Exercise instructions
This exercise needs the complete data reproduced exactly.
▶
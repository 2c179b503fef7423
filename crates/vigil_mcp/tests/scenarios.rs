//! Integration tests for the dispatcher-level scenarios named in spec.md §8
//! that don't require a live SIEM store: S4 (revocation), S5 (circuit
//! breaker), S6 (graceful degradation). S1-S3 exercise pure query/session/
//! correlation logic against a real SIEM store and are covered where that
//! logic lives instead (`vigil_query::optimizer`, `vigil_query::session_stream`
//! unit tests, `vigil_correlate::pipeline` unit tests) — see DESIGN.md.

use std::sync::Arc;
use std::time::Duration;

use serde_json::json;
use vigil_domain::Indicator;
use vigil_intel::{HttpThreatIntelSource, OrchestratorConfig, ThreatIntelOrchestrator, ThreatIntelSource};
use vigil_mcp::health::FeatureRequirement;
use vigil_mcp::registry::ToolHandler;
use vigil_mcp::session::Session;
use vigil_mcp::test_support::{build_dispatcher_fixture, EchoTool};
use vigil_mcp::tools::EnrichIndicatorTool;
use vigil_protocol::jsonrpc::{methods, JsonRpcRequest, RequestId, JSONRPC_VERSION};
use vigil_resilience::CircuitBreakerConfig;

fn request(id: i64, method: &str, params: Option<serde_json::Value>) -> JsonRpcRequest {
    JsonRpcRequest {
        jsonrpc: JSONRPC_VERSION.to_string(),
        id: Some(RequestId::Number(id)),
        method: method.to_string(),
        params,
    }
}

/// S4: creating a key, authenticating, then revoking it refuses the very
/// next request on that connection with -32033, without waiting out the
/// validation cache's TTL.
#[tokio::test]
async fn revoked_key_is_refused_on_the_next_request() {
    let fixture = build_dispatcher_fixture(vec![Arc::new(EchoTool::new("echo"))]);
    let key = fixture
        .secret_store
        .create("soc-analyst".into(), Default::default(), None, 6000)
        .await
        .unwrap();
    let session = Session::new("conn-s4");

    let auth = fixture
        .dispatcher
        .handle_request(&session, request(1, methods::AUTH, Some(json!({ "api_key": key.key_value }))))
        .await
        .unwrap();
    assert!(auth.error.is_none(), "authentication should succeed");

    let call = fixture
        .dispatcher
        .handle_request(&session, request(2, methods::TOOLS_CALL, Some(json!({ "name": "echo", "arguments": {} }))))
        .await
        .unwrap();
    assert!(call.error.is_none(), "call before revocation should succeed");

    fixture.key_cache.revoke(key.key_id, &key.key_value).await.unwrap();
    fixture.sessions.revoke_key(key.key_id);

    let after = fixture
        .dispatcher
        .handle_request(&session, request(3, methods::TOOLS_CALL, Some(json!({ "name": "echo", "arguments": {} }))))
        .await
        .unwrap();
    assert_eq!(after.error.unwrap().code, -32033);
}

/// S5: an unreachable threat-intel source fails its first
/// `failure_threshold` lookups individually, then its breaker trips and
/// every subsequent call to that source fails fast without an outbound
/// attempt — surfaced to the caller as `enrich_indicator` returning
/// `EnrichmentNoSource` every time (since this fixture has exactly one
/// configured source), with the diagnostic naming a tripped circuit once
/// open rather than a connection error.
#[tokio::test]
async fn unreachable_source_trips_its_breaker_after_threshold_failures() {
    let source: Arc<dyn ThreatIntelSource> =
        Arc::new(HttpThreatIntelSource::new("unreachable", "http://127.0.0.1:1", None, 1.0, 4, 6000));

    let dir = tempfile::tempdir().unwrap();
    let cache = Arc::new(vigil_cache::DualTierCache::open(dir.path(), 2, 100, Duration::from_secs(60)).unwrap());

    let breaker = CircuitBreakerConfig { failure_threshold: 5, cool_down: Duration::from_secs(30) };
    let orchestrator = Arc::new(ThreatIntelOrchestrator::new(
        vec![source],
        cache,
        OrchestratorConfig { per_source_timeout: Duration::from_secs(5), writeback: None, breaker },
    ));
    let tool = EnrichIndicatorTool::new(orchestrator.clone());

    let indicator = Indicator::Ipv4(std::net::Ipv4Addr::new(203, 0, 113, 10));
    let ctx = vigil_mcp::registry::ToolContext { cancellation: Default::default(), correlation_id: uuid::Uuid::new_v4() };

    for _ in 0..5 {
        let err = tool
            .call(json!({ "indicator": indicator.to_string() }), &ctx)
            .await
            .expect_err("unreachable source always fails");
        assert!(matches!(err, vigil_protocol::error::VigilError::EnrichmentNoSource { .. }));
    }

    assert_eq!(
        orchestrator.source_breaker_states(),
        vec![("unreachable".to_string(), vigil_resilience::BreakerState::Open)]
    );

    let sixth = tool.call(json!({ "indicator": indicator.to_string() }), &ctx).await.unwrap_err();
    match sixth {
        vigil_protocol::error::VigilError::EnrichmentNoSource { diagnostics } => {
            assert_eq!(diagnostics.len(), 1);
            assert!(diagnostics[0].contains("circuit open"), "got: {}", diagnostics[0]);
        }
        other => panic!("expected EnrichmentNoSource, got {other:?}"),
    }
}

/// S6: with `siem_store` marked unhealthy, the three tools that require it
/// disappear from `tools/list`, `get_data_dictionary`/`get_health_status`
/// (no feature dependency) remain, and calling an absent tool by name is
/// refused with -32031.
#[tokio::test]
async fn degraded_siem_store_hides_dependent_tools() {
    let tools: Vec<Arc<dyn vigil_mcp::registry::ToolHandler>> = vec![
        Arc::new(EchoTool::new("query_events")),
        Arc::new(EchoTool::new("get_data_dictionary")),
        Arc::new(EchoTool::new("get_health_status")),
    ];
    let fixture = build_dispatcher_fixture(tools);

    // Override the default `FeatureRequirement::none()` the fixture gave
    // every tool: only `query_events` actually needs the store.
    fixture.features.register_tool("query_events", FeatureRequirement::requires("siem_store"));

    struct AlwaysDown;
    #[async_trait::async_trait]
    impl vigil_mcp::health::HealthProbe for AlwaysDown {
        async fn probe(&self) -> Result<(), String> {
            Err("connection refused".into())
        }
    }
    fixture.features.register_dependency("siem_store", Arc::new(AlwaysDown));
    fixture.features.probe_once().await;

    let key = fixture
        .secret_store
        .create("soc-analyst".into(), Default::default(), None, 6000)
        .await
        .unwrap();
    let session = Session::new("conn-s6");
    let auth = fixture
        .dispatcher
        .handle_request(&session, request(1, methods::AUTH, Some(json!({ "api_key": key.key_value }))))
        .await
        .unwrap();
    assert!(auth.error.is_none());

    let list = fixture
        .dispatcher
        .handle_request(&session, request(2, methods::TOOLS_LIST, None))
        .await
        .unwrap();
    let names: Vec<String> = list.result.unwrap()["tools"]
        .as_array()
        .unwrap()
        .iter()
        .map(|t| t["name"].as_str().unwrap().to_string())
        .collect();
    assert!(!names.contains(&"query_events".to_string()));
    assert!(names.contains(&"get_data_dictionary".to_string()));
    assert!(names.contains(&"get_health_status".to_string()));

    let call = fixture
        .dispatcher
        .handle_request(&session, request(3, methods::TOOLS_CALL, Some(json!({ "name": "query_events", "arguments": {} }))))
        .await
        .unwrap();
    assert_eq!(call.error.unwrap().code, -32031);
}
◀
Response to the task
repository 2c179b503fef7423
filename crates/vigil_mcp/tests/scenarios.rs
//! Integration tests for the dispatcher-level scenarios named in spec.md §8
//! that don't require a live SIEM store: S4 (revocation), S5 (circuit
//! breaker), S6 (graceful degradation). S1-S3 exercise pure query/session/
//! correlation logic against a real SIEM store and are covered where that
//! logic lives instead (`vigil_query::optimizer`, `vigil_query::session_stream`
//! unit tests, `vigil_correlate::pipeline` unit tests) — see DESIGN.md.

use std::sync::Arc;
use std::time::Duration;

use serde_json::json;
use vigil_domain::Indicator;
use vigil_intel::{HttpThreatIntelSource, OrchestratorConfig, ThreatIntelOrchestrator, ThreatIntelSource};
use vigil_mcp::health::FeatureRequirement;
use vigil_mcp::registry::ToolHandler;
use vigil_mcp::session::Session;
use vigil_mcp::test_support::{build_dispatcher_fixture, EchoTool};
use vigil_mcp::tools::EnrichIndicatorTool;
use vigil_protocol::jsonrpc::{methods, JsonRpcRequest, RequestId, JSONRPC_VERSION};
use vigil_resilience::CircuitBreakerConfig;

fn request(id: i64, method: &str, params: Option<serde_json::Value>) -> JsonRpcRequest {
    JsonRpcRequest {
        jsonrpc: JSONRPC_VERSION.to_string(),
        id: Some(RequestId::Number(id)),
        method: method.to_string(),
        params,
    }
}

/// S4: creating a key, authenticating, then revoking it refuses the very
/// next request on that connection with -32033, without waiting out the
/// validation cache's TTL.
#[tokio::test]
async fn revoked_key_is_refused_on_the_next_request() {
    let fixture = build_dispatcher_fixture(vec![Arc::new(EchoTool::new("echo"))]);
    let key = fixture
        .secret_store
        .create("soc-analyst".into(), Default::default(), None, 6000)
        .await
        .unwrap();
    let session = Session::new("conn-s4");

    let auth = fixture
        .dispatcher
        .handle_request(&session, request(1, methods::AUTH, Some(json!({ "api_key": key.key_value }))))
        .await
        .unwrap();
    assert!(auth.error.is_none(), "authentication should succeed");

    let call = fixture
        .dispatcher
        .handle_request(&session, request(2, methods::TOOLS_CALL, Some(json!({ "name": "echo", "arguments": {} }))))
        .await
        .unwrap();
    assert!(call.error.is_none(), "call before revocation should succeed");

    fixture.key_cache.revoke(key.key_id, &key.key_value).await.unwrap();
    fixture.sessions.revoke_key(key.key_id);

    let after = fixture
        .dispatcher
        .handle_request(&session, request(3, methods::TOOLS_CALL, Some(json!({ "name": "echo", "arguments": {} }))))
        .await
        .unwrap();
    assert_eq!(after.error.unwrap().code, -32033);
}

/// S5: an unreachable threat-intel source fails its first
/// `failure_threshold` lookups individually, then its breaker trips and
/// every subsequent call to that source fails fast without an outbound
/// attempt — surfaced to the caller as `enrich_indicator` returning
/// `EnrichmentNoSource` every time (since this fixture has exactly one
/// configured source), with the diagnostic naming a tripped circuit once
/// open rather than a connection error.
#[tokio::test]
async fn unreachable_source_trips_its_breaker_after_threshold_failures() {
    let source: Arc<dyn ThreatIntelSource> =
        Arc::new(HttpThreatIntelSource::new("unreachable", "http://127.0.0.1:1", None, 1.0, 4, 6000));

    let dir = tempfile::tempdir().unwrap();
    let cache = Arc::new(vigil_cache::DualTierCache::open(dir.path(), 2, 100, Duration::from_secs(60)).unwrap());

    let breaker = CircuitBreakerConfig { failure_threshold: 5, cool_down: Duration::from_secs(30) };
    let orchestrator = Arc::new(ThreatIntelOrchestrator::new(
        vec![source],
        cache,
        OrchestratorConfig { per_source_timeout: Duration::from_secs(5), writeback: None, breaker },
    ));
    let tool = EnrichIndicatorTool::new(orchestrator.clone());

    let indicator = Indicator::Ipv4(std::net::Ipv4Addr::new(203, 0, 113, 10));
    let ctx = vigil_mcp::registry::ToolContext { cancellation: Default::default(), correlation_id: uuid::Uuid::new_v4() };

    for _ in 0..5 {
        let err = tool
            .call(json!({ "indicator": indicator.to_string() }), &ctx)
            .await
            .expect_err("unreachable source always fails");
        assert!(matches!(err, vigil_protocol::error::VigilError::EnrichmentNoSource { .. }));
    }

    assert_eq!(
        orchestrator.source_breaker_states(),
        vec![("unreachable".to_string(), vigil_resilience::BreakerState::Open)]
    );

    let sixth = tool.call(json!({ "indicator": indicator.to_string() }), &ctx).await.unwrap_err();
    match sixth {
        vigil_protocol::error::VigilError::EnrichmentNoSource { diagnostics } => {
            assert_eq!(diagnostics.len(), 1);
            assert!(diagnostics[0].contains("circuit open"), "got: {}", diagnostics[0]);
        }
        other => panic!("expected EnrichmentNoSource, got {other:?}"),
    }
}

/// S6: with `siem_store` marked unhealthy, the three tools that require it
/// disappear from `tools/list`, `get_data_dictionary`/`get_health_status`
/// (no feature dependency) remain, and calling an absent tool by name is
/// refused with -32031.
#[tokio::test]
async fn degraded_siem_store_hides_dependent_tools() {
    let tools: Vec<Arc<dyn vigil_mcp::registry::ToolHandler>> = vec![
        Arc::new(EchoTool::new("query_events")),
        Arc::new(EchoTool::new("get_data_dictionary")),
        Arc::new(EchoTool::new("get_health_status")),
    ];
    let fixture = build_dispatcher_fixture(tools);

    // Override the default `FeatureRequirement::none()` the fixture gave
    // every tool: only `query_events` actually needs the store.
    fixture.features.register_tool("query_events", FeatureRequirement::requires("siem_store"));

    struct AlwaysDown;
    #[async_trait::async_trait]
    impl vigil_mcp::health::HealthProbe for AlwaysDown {
        async fn probe(&self) -> Result<(), String> {
            Err("connection refused".into())
        }
    }
    fixture.features.register_dependency("siem_store", Arc::new(AlwaysDown));
    fixture.features.probe_once().await;

    let key = fixture
        .secret_store
        .create("soc-analyst".into(), Default::default(), None, 6000)
        .await
        .unwrap();
    let session = Session::new("conn-s6");
    let auth = fixture
        .dispatcher
        .handle_request(&session, request(1, methods::AUTH, Some(json!({ "api_key": key.key_value }))))
        .await
        .unwrap();
    assert!(auth.error.is_none());

    let list = fixture
        .dispatcher
        .handle_request(&session, request(2, methods::TOOLS_LIST, None))
        .await
        .unwrap();
    let names: Vec<String> = list.result.unwrap()["tools"]
        .as_array()
        .unwrap()
        .iter()
        .map(|t| t["name"].as_str().unwrap().to_string())
        .collect();
    assert!(!names.contains(&"query_events".to_string()));
    assert!(names.contains(&"get_data_dictionary".to_string()));
    assert!(names.contains(&"get_health_status".to_string()));

    let call = fixture
        .dispatcher
        .handle_request(&session, request(3, methods::TOOLS_CALL, Some(json!({ "name": "query_events", "arguments": {} }))))
        .await
        .unwrap();
    assert_eq!(call.error.unwrap().code, -32031);
}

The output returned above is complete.